_RECORDS TO USE:_
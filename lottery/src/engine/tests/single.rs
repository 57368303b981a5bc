//! Tests for single and custom draws

use std::collections::HashMap;

use rand::rngs::StdRng;
use rand::SeedableRng;

use crate::engine::{draw_custom, draw_custom_with_rng, draw_single, draw_single_with_rng};
use super::{dps, healer};

#[test]
fn test_draw_single_returns_pool_member() {
    let pool = vec![dps("d1"), dps("d2"), healer("h1")];
    let mut rng = StdRng::seed_from_u64(42);

    for _ in 0..50 {
        let result = draw_single_with_rng(&pool, &mut rng).unwrap();
        assert!(pool.iter().any(|item| item.id == result.id));
        assert!(result.image.is_some());
        assert!(result.slot.is_none());
        assert!(result.member.is_none());
    }
}

#[test]
fn test_draw_single_empty_pool() {
    assert!(draw_single(&[]).is_none());
}

#[test]
fn test_draw_single_carries_category() {
    let pool = vec![healer("h1")];
    let result = draw_single(&pool).unwrap();
    assert!(result.is_healer());
    assert_eq!(result.image.as_deref(), Some("/xinfa/h1.png"));
}

#[test]
fn test_draw_custom_empty_list() {
    let labels: Vec<String> = Vec::new();
    assert!(draw_custom(&labels).is_none());
}

#[test]
fn test_draw_custom_has_no_image_or_category() {
    let result = draw_custom(&["Only"]).unwrap();
    assert_eq!(result.name, "Only");
    assert!(result.image.is_none());
    assert!(result.category.is_none());
    assert!(result.id.starts_with("custom-"));
}

#[test]
fn test_draw_custom_same_label_gets_new_id() {
    let labels = ["A", "B"];
    let mut rng = StdRng::seed_from_u64(3);

    // Keep drawing until the same label comes up twice in a row.
    let mut previous = draw_custom_with_rng(&labels, &mut rng).unwrap();
    let mut checked = false;
    for _ in 0..100 {
        let next = draw_custom_with_rng(&labels, &mut rng).unwrap();
        if next.name == previous.name {
            assert_ne!(next.id, previous.id);
            assert_ne!(next, previous);
            checked = true;
            break;
        }
        previous = next;
    }
    assert!(checked);
}

#[test]
fn test_draw_single_is_uniform() {
    let pool = vec![dps("d1"), dps("d2"), dps("d3"), healer("h1")];
    let mut rng = StdRng::seed_from_u64(7);
    let mut counts: HashMap<String, usize> = HashMap::new();

    for _ in 0..10_000 {
        let result = draw_single_with_rng(&pool, &mut rng).unwrap();
        *counts.entry(result.id).or_default() += 1;
    }

    assert_eq!(counts.len(), 4);
    for (id, &count) in &counts {
        assert!((2300..=2700).contains(&count), "{id} drawn {count} times");
    }
}

#[test]
fn test_draw_custom_is_uniform() {
    let labels = ["North", "East", "South", "West"];
    let mut rng = StdRng::seed_from_u64(11);
    let mut counts: HashMap<String, usize> = HashMap::new();

    for _ in 0..10_000 {
        let result = draw_custom_with_rng(&labels, &mut rng).unwrap();
        *counts.entry(result.name).or_default() += 1;
    }

    assert_eq!(counts.len(), 4);
    for (label, &count) in &counts {
        assert!((2300..=2700).contains(&count), "{label} drawn {count} times");
    }
}
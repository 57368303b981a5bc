//! Lottery configuration
//!
//! `LotteryConfig` holds every user choice a draw depends on. It is passed
//! explicitly to the engine and is also the persisted preference shape.

use std::collections::BTreeSet;

use serde::{Deserialize, Serialize};
use tracing::warn;

use shared::{catalog, DrawMode, Item, SharedError};

use crate::engine::TeamDrawRequest;
use crate::error::{LotteryError, LotteryResult};

pub const MIN_MEMBERS: usize = 1;
pub const MAX_MEMBERS: usize = 10;
pub const MAX_HEALER_COUNT: usize = 5;

/// Default roster label for the member at 1-based position `n`
pub fn member_label(n: usize) -> String {
    format!("Member {n}")
}

#[derive(Debug, Clone, PartialEq, Eq, Serialize, Deserialize)]
#[serde(default)]
pub struct LotteryConfig {
    pub mode: DrawMode,
    pub selected_ids: Vec<String>,
    pub members: Vec<String>,
    pub healer_count: usize,
    pub pinned_healers: BTreeSet<usize>,
    pub allow_repeat: bool,
    pub custom_options: Vec<String>,
}

impl Default for LotteryConfig {
    fn default() -> Self {
        Self {
            mode: DrawMode::Single,
            selected_ids: catalog::all_ids(),
            members: (1..=3).map(member_label).collect(),
            healer_count: 1,
            pinned_healers: BTreeSet::new(),
            allow_repeat: false,
            custom_options: vec!["Option 1".to_string(), "Option 2".to_string()],
        }
    }
}

impl LotteryConfig {
    pub fn builder() -> LotteryConfigBuilder {
        LotteryConfigBuilder::new()
    }

    /// Check roster and quota limits and that every selected id is in the catalog
    pub fn validate(&self) -> LotteryResult<()> {
        if !(MIN_MEMBERS..=MAX_MEMBERS).contains(&self.members.len()) {
            return Err(LotteryError::RosterSize {
                size: self.members.len(),
                min: MIN_MEMBERS,
                max: MAX_MEMBERS,
            });
        }
        if self.healer_count > MAX_HEALER_COUNT {
            return Err(LotteryError::HealerCountTooHigh {
                count: self.healer_count,
                max: MAX_HEALER_COUNT,
            });
        }
        if let Some(id) = self.selected_ids.iter().find(|id| catalog::find(id).is_none()) {
            return Err(SharedError::UnknownItem { id: id.clone() }.into());
        }
        Ok(())
    }

    /// Items from `catalog` the user has selected, in catalog order
    pub fn pool(&self, catalog: &[Item]) -> Vec<Item> {
        catalog
            .iter()
            .filter(|item| self.selected_ids.contains(&item.id))
            .cloned()
            .collect()
    }

    /// Inputs for a team draw against `catalog`.
    ///
    /// Pinned slots outside the roster are dropped here.
    pub fn team_request(&self, catalog: &[Item]) -> TeamDrawRequest {
        let roster_len = self.members.len();
        let pinned: BTreeSet<usize> = self
            .pinned_healers
            .iter()
            .copied()
            .filter(|&slot| {
                let in_range = slot < roster_len;
                if !in_range {
                    warn!(slot, roster = roster_len, "Dropping pinned healer slot outside roster");
                }
                in_range
            })
            .collect();

        TeamDrawRequest::new(self.members.clone(), self.pool(catalog))
            .with_healer_quota(self.healer_count)
            .with_pinned_healers(pinned)
            .with_allow_repeat(self.allow_repeat)
    }
}

/// Builder for [`LotteryConfig`]
pub struct LotteryConfigBuilder {
    config: LotteryConfig,
}

impl LotteryConfigBuilder {
    pub fn new() -> Self {
        Self {
            config: LotteryConfig::default(),
        }
    }

    pub fn mode(mut self, mode: DrawMode) -> Self {
        self.config.mode = mode;
        self
    }

    /// Replace the item selection
    pub fn selected<I, S>(mut self, ids: I) -> Self
    where
        I: IntoIterator<Item = S>,
        S: Into<String>,
    {
        self.config.selected_ids = ids.into_iter().map(Into::into).collect();
        self
    }

    pub fn members<I, S>(mut self, members: I) -> Self
    where
        I: IntoIterator<Item = S>,
        S: Into<String>,
    {
        self.config.members = members.into_iter().map(Into::into).collect();
        self
    }

    pub fn healer_count(mut self, count: usize) -> Self {
        self.config.healer_count = count;
        self
    }

    pub fn pinned_healers<I: IntoIterator<Item = usize>>(mut self, slots: I) -> Self {
        self.config.pinned_healers = slots.into_iter().collect();
        self
    }

    pub fn allow_repeat(mut self, allow_repeat: bool) -> Self {
        self.config.allow_repeat = allow_repeat;
        self
    }

    pub fn custom_options<I, S>(mut self, options: I) -> Self
    where
        I: IntoIterator<Item = S>,
        S: Into<String>,
    {
        self.config.custom_options = options.into_iter().map(Into::into).collect();
        self
    }

    pub fn build(self) -> LotteryConfig {
        self.config
    }

    /// Build and check limits
    pub fn try_build(self) -> LotteryResult<LotteryConfig> {
        self.config.validate()?;
        Ok(self.config)
    }
}

impl Default for LotteryConfigBuilder {
    fn default() -> Self {
        Self::new()
    }
}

_TASK DIRECTIONS:_
Search the entries for the word "serde". Copy each line where it appears.

_SOLUTION:_
use serde::{Deserialize, Serialize};
#[serde(default)]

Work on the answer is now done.